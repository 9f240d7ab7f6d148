pub mod codes;
pub mod handlers;
pub mod responses;

pub use codes::ErrorCode;

use axum::{
    Json,
    extract::rejection::JsonRejection,
    http::StatusCode,
    response::{IntoResponse, Response},
};
use mongodb::error::{Error as MongoError, ErrorKind, WriteFailure};
use serde::Serialize;
use thiserror::Error;
use utoipa::ToSchema;
use validator::ValidationErrors;

/// MongoDB server code for a duplicate key write error.
const DUPLICATE_KEY_CODE: i32 = 11000;

/// Standard error response structure.
///
/// This structure is returned for all error responses, providing consistent
/// error information to clients including
/// - `code`: Integer error code for logging/monitoring (e.g., 1008)
/// - `error`: Machine-readable error identifier (e.g., "CONFLICT")
/// - `message`: Human-readable error message
/// - `details`: Optional additional error details (e.g., validation errors)
///
/// # JSON Example
///
/// ```json
/// {
///   "code": 1008,
///   "error": "CONFLICT",
///   "message": "Resource already exists",
///   "details": null
/// }
/// ```
#[derive(Serialize, ToSchema)]
pub struct ErrorResponse {
    /// Integer error code for logging and monitoring
    pub code: i32,
    /// Machine-readable error identifier for programmatic handling
    pub error: String,
    /// Human-readable error message
    pub message: String,
    /// Optional structured error details (e.g., validation field errors)
    #[serde(skip_serializing_if = "Option::is_none")]
    pub details: Option<serde_json::Value>,
}

/// Application error type that can be converted to HTTP responses.
///
/// This enum integrates with common error types from dependencies
/// and provides structured error responses with error codes for observability.
#[derive(Debug, Error)]
#[non_exhaustive]
pub enum AppError {
    #[error("JSON parsing error: {0}")]
    SerdeJson(#[from] serde_json::Error),

    #[error("Database error: {0}")]
    Database(#[from] MongoError),

    #[error("Document serialization error: {0}")]
    BsonSerialize(#[from] mongodb::bson::ser::Error),

    #[error("Document deserialization error: {0}")]
    BsonDeserialize(#[from] mongodb::bson::de::Error),

    #[error("I/O error: {0}")]
    Io(#[from] std::io::Error),

    #[error("JSON extraction error: {0}")]
    JsonExtractorRejection(#[from] JsonRejection),

    #[error("Validation error: {0}")]
    ValidationError(#[from] ValidationErrors),

    #[error("Bad Request: {0}")]
    BadRequest(String),

    #[error("Unauthorized: {0}")]
    Unauthorized(String),

    #[error("Forbidden: {0}")]
    Forbidden(String),

    #[error("Not Found: {0}")]
    NotFound(String),

    #[error("Conflict: {0}")]
    Conflict(String),

    #[error("Unprocessable Entity: {0}")]
    UnprocessableEntity(String),

    #[error("Internal Server Error: {0}")]
    InternalServerError(String),

    #[error("Service Unavailable: {0}")]
    ServiceUnavailable(String),
}

impl IntoResponse for AppError {
    fn into_response(self) -> Response {
        let (status, message, details, code) = match self {
            AppError::SerdeJson(e) => {
                tracing::error!(
                    error_code = ErrorCode::SerdeJsonError.code(),
                    "JSON parsing error: {:?}",
                    e
                );
                (
                    StatusCode::INTERNAL_SERVER_ERROR,
                    ErrorCode::SerdeJsonError.default_message().to_string(),
                    None,
                    ErrorCode::SerdeJsonError,
                )
            }
            AppError::Database(e) => map_mongo_error(&e),
            AppError::BsonSerialize(e) => {
                tracing::error!(
                    error_code = ErrorCode::DatabaseSerialization.code(),
                    "Document serialization error: {:?}",
                    e
                );
                (
                    StatusCode::INTERNAL_SERVER_ERROR,
                    ErrorCode::DatabaseSerialization
                        .default_message()
                        .to_string(),
                    None,
                    ErrorCode::DatabaseSerialization,
                )
            }
            AppError::BsonDeserialize(e) => {
                tracing::error!(
                    error_code = ErrorCode::DatabaseSerialization.code(),
                    "Document deserialization error: {:?}",
                    e
                );
                (
                    StatusCode::INTERNAL_SERVER_ERROR,
                    ErrorCode::DatabaseSerialization
                        .default_message()
                        .to_string(),
                    None,
                    ErrorCode::DatabaseSerialization,
                )
            }
            AppError::Io(e) => {
                tracing::error!(error_code = ErrorCode::IoError.code(), "I/O error: {:?}", e);
                (
                    StatusCode::INTERNAL_SERVER_ERROR,
                    ErrorCode::IoError.default_message().to_string(),
                    None,
                    ErrorCode::IoError,
                )
            }
            AppError::JsonExtractorRejection(e) => {
                tracing::warn!(
                    error_code = ErrorCode::JsonExtraction.code(),
                    "JSON extraction error: {:?}",
                    e
                );
                (e.status(), e.body_text(), None, ErrorCode::JsonExtraction)
            }
            AppError::ValidationError(e) => {
                tracing::info!(
                    error_code = ErrorCode::ValidationError.code(),
                    "Validation error: {:?}",
                    e
                );
                (
                    StatusCode::BAD_REQUEST,
                    ErrorCode::ValidationError.default_message().to_string(),
                    Some(serde_json::to_value(&e).unwrap_or(serde_json::json!(null))),
                    ErrorCode::ValidationError,
                )
            }
            AppError::BadRequest(msg) => {
                tracing::info!("Bad request: {}", msg);
                (StatusCode::BAD_REQUEST, msg, None, ErrorCode::InternalError)
            }
            AppError::Unauthorized(msg) => {
                tracing::info!("Unauthorized: {}", msg);
                (StatusCode::UNAUTHORIZED, msg, None, ErrorCode::Unauthorized)
            }
            AppError::Forbidden(msg) => {
                tracing::info!("Forbidden: {}", msg);
                (StatusCode::FORBIDDEN, msg, None, ErrorCode::Forbidden)
            }
            AppError::NotFound(msg) => {
                tracing::info!(error_code = ErrorCode::NotFound.code(), "Not found: {}", msg);
                (StatusCode::NOT_FOUND, msg, None, ErrorCode::NotFound)
            }
            AppError::Conflict(msg) => {
                tracing::info!("Conflict: {}", msg);
                (StatusCode::CONFLICT, msg, None, ErrorCode::Conflict)
            }
            AppError::UnprocessableEntity(msg) => {
                tracing::info!("Unprocessable entity: {}", msg);
                (
                    StatusCode::UNPROCESSABLE_ENTITY,
                    msg,
                    None,
                    ErrorCode::UnprocessableEntity,
                )
            }
            AppError::InternalServerError(msg) => {
                tracing::error!(
                    error_code = ErrorCode::InternalError.code(),
                    "Internal server error: {}",
                    msg
                );
                (
                    StatusCode::INTERNAL_SERVER_ERROR,
                    msg,
                    None,
                    ErrorCode::InternalError,
                )
            }
            AppError::ServiceUnavailable(msg) => {
                tracing::warn!("Service unavailable: {}", msg);
                (
                    StatusCode::SERVICE_UNAVAILABLE,
                    msg,
                    None,
                    ErrorCode::ServiceUnavailable,
                )
            }
        };

        let body = Json(ErrorResponse {
            code: code.code(),
            error: code.as_str().to_string(),
            message,
            details,
        });

        (status, body).into_response()
    }
}

/// Maps a MongoDB driver error to HTTP response components.
///
/// Duplicate key writes surface as 409 Conflict; unreachable or
/// overloaded database states surface as 503; everything else is an
/// internal error. Server messages are never leaked to the client.
fn map_mongo_error(
    error: &MongoError,
) -> (StatusCode, String, Option<serde_json::Value>, ErrorCode) {
    match &*error.kind {
        ErrorKind::Write(WriteFailure::WriteError(write_error))
            if write_error.code == DUPLICATE_KEY_CODE =>
        {
            tracing::info!(
                error_code = ErrorCode::DatabaseDuplicateKey.code(),
                "Duplicate key write error: {:?}",
                write_error
            );
            (
                StatusCode::CONFLICT,
                ErrorCode::DatabaseDuplicateKey.default_message().to_string(),
                None,
                ErrorCode::DatabaseDuplicateKey,
            )
        }
        ErrorKind::Write(e) => {
            tracing::error!(
                error_code = ErrorCode::DatabaseWrite.code(),
                "Database write error: {:?}",
                e
            );
            (
                StatusCode::INTERNAL_SERVER_ERROR,
                ErrorCode::DatabaseWrite.default_message().to_string(),
                None,
                ErrorCode::DatabaseWrite,
            )
        }
        ErrorKind::ServerSelection { message, .. } => {
            tracing::error!(
                error_code = ErrorCode::DatabaseServerSelection.code(),
                "Database server selection failed: {}",
                message
            );
            (
                StatusCode::SERVICE_UNAVAILABLE,
                ErrorCode::DatabaseServerSelection
                    .default_message()
                    .to_string(),
                None,
                ErrorCode::DatabaseServerSelection,
            )
        }
        ErrorKind::Authentication { message, .. } => {
            tracing::error!(
                error_code = ErrorCode::DatabaseAuth.code(),
                "Database authentication failed: {}",
                message
            );
            (
                StatusCode::INTERNAL_SERVER_ERROR,
                ErrorCode::DatabaseAuth.default_message().to_string(),
                None,
                ErrorCode::DatabaseAuth,
            )
        }
        ErrorKind::Command(e) => {
            tracing::error!(
                error_code = ErrorCode::DatabaseCommand.code(),
                "Database command error: {:?}",
                e
            );
            (
                StatusCode::BAD_GATEWAY,
                ErrorCode::DatabaseCommand.default_message().to_string(),
                None,
                ErrorCode::DatabaseCommand,
            )
        }
        ErrorKind::Transaction { message, .. } => {
            tracing::error!(
                error_code = ErrorCode::DatabaseTransaction.code(),
                "Database transaction error: {}",
                message
            );
            (
                StatusCode::INTERNAL_SERVER_ERROR,
                ErrorCode::DatabaseTransaction.default_message().to_string(),
                None,
                ErrorCode::DatabaseTransaction,
            )
        }
        ErrorKind::BsonSerialization(e) => {
            tracing::error!(
                error_code = ErrorCode::DatabaseSerialization.code(),
                "Document serialization error: {:?}",
                e
            );
            (
                StatusCode::INTERNAL_SERVER_ERROR,
                ErrorCode::DatabaseSerialization
                    .default_message()
                    .to_string(),
                None,
                ErrorCode::DatabaseSerialization,
            )
        }
        ErrorKind::BsonDeserialization(e) => {
            tracing::error!(
                error_code = ErrorCode::DatabaseSerialization.code(),
                "Document deserialization error: {:?}",
                e
            );
            (
                StatusCode::INTERNAL_SERVER_ERROR,
                ErrorCode::DatabaseSerialization
                    .default_message()
                    .to_string(),
                None,
                ErrorCode::DatabaseSerialization,
            )
        }
        ErrorKind::Io(e) => {
            tracing::error!(
                error_code = ErrorCode::DatabaseIo.code(),
                "Database I/O error: {:?}",
                e
            );
            (
                StatusCode::SERVICE_UNAVAILABLE,
                ErrorCode::DatabaseIo.default_message().to_string(),
                None,
                ErrorCode::DatabaseIo,
            )
        }
        _ => {
            tracing::error!(
                error_code = ErrorCode::DatabaseUnhandled.code(),
                "Unhandled database error: {:?}",
                error
            );
            (
                StatusCode::INTERNAL_SERVER_ERROR,
                ErrorCode::DatabaseUnhandled.default_message().to_string(),
                None,
                ErrorCode::DatabaseUnhandled,
            )
        }
    }
}

/// Helper function to create error responses.
///
/// # Example
///
/// ```rust,ignore
/// use axum_helpers::errors::{error_response, ErrorCode};
/// use axum::http::StatusCode;
///
/// let response = error_response(
///     StatusCode::BAD_REQUEST,
///     "Invalid input".to_string(),
///     ErrorCode::ValidationError,
/// );
/// ```
pub fn error_response(status: StatusCode, message: String, error_code: ErrorCode) -> Response {
    let body = Json(ErrorResponse {
        code: error_code.code(),
        error: error_code.as_str().to_string(),
        message,
        details: None,
    });

    (status, body).into_response()
}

_ _ _ _

The problem: Your task is to copy every line in the entries that holds the string "surface".

Result below:
/// Duplicate key writes surface as 409 Conflict; unreachable or
/// overloaded database states surface as 503; everything else is an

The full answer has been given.